In this material, which lines include the string "PrecomputedKernel"? Show them.

◆ STUDY MATERIAL ◆
========
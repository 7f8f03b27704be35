//! Kernel functions for SVM

pub mod linear;
pub mod matrix;
pub mod polynomial;
pub mod precomputed;
pub mod rbf;
pub mod sigmoid;
pub mod traits;

pub use self::linear::*;
pub use self::matrix::*;
pub use self::polynomial::*;
pub use self::precomputed::*;
pub use self::rbf::*;
pub use self::sigmoid::*;
pub use self::traits::*;

use crate::core::{FeatureVector, KernelType, Parameters};

/// Kernel selected at runtime from [`Parameters`]
#[derive(Debug, Clone, Copy, PartialEq)]
pub enum KernelFunction {
    Linear(LinearKernel),
    Polynomial(PolynomialKernel),
    Rbf(RbfKernel),
    Sigmoid(SigmoidKernel),
    Precomputed(PrecomputedKernel),
}

impl KernelFunction {
    /// Build the kernel described by `kernel_type`, `degree`, `gamma` and `coef0`
    pub fn from_parameters(param: &Parameters) -> Self {
        match param.kernel_type {
            KernelType::Linear => KernelFunction::Linear(LinearKernel::new()),
            KernelType::Polynomial => KernelFunction::Polynomial(PolynomialKernel::new(
                param.degree,
                param.gamma,
                param.coef0,
            )),
            KernelType::Rbf => KernelFunction::Rbf(RbfKernel::new(param.gamma)),
            KernelType::Sigmoid => {
                KernelFunction::Sigmoid(SigmoidKernel::new(param.gamma, param.coef0))
            }
            KernelType::Precomputed => KernelFunction::Precomputed(PrecomputedKernel::new()),
        }
    }

    /// Whether [`Kernel::compute_with_norms`] benefits from cached norms
    pub fn uses_norms(&self) -> bool {
        matches!(self, KernelFunction::Rbf(_))
    }
}

impl Kernel for KernelFunction {
    fn compute(&self, x: &FeatureVector, y: &FeatureVector) -> f64 {
        match self {
            KernelFunction::Linear(k) => k.compute(x, y),
            KernelFunction::Polynomial(k) => k.compute(x, y),
            KernelFunction::Rbf(k) => k.compute(x, y),
            KernelFunction::Sigmoid(k) => k.compute(x, y),
            KernelFunction::Precomputed(k) => k.compute(x, y),
        }
    }

    fn compute_with_norms(
        &self,
        x: &FeatureVector,
        y: &FeatureVector,
        x_norm_sq: f64,
        y_norm_sq: f64,
    ) -> f64 {
        match self {
            KernelFunction::Rbf(k) => k.compute_with_norms(x, y, x_norm_sq, y_norm_sq),
            other => other.compute(x, y),
        }
    }
}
========
◆ COMPLETED TASK ◆
    Precomputed(PrecomputedKernel),
            KernelType::Precomputed => KernelFunction::Precomputed(PrecomputedKernel::new()),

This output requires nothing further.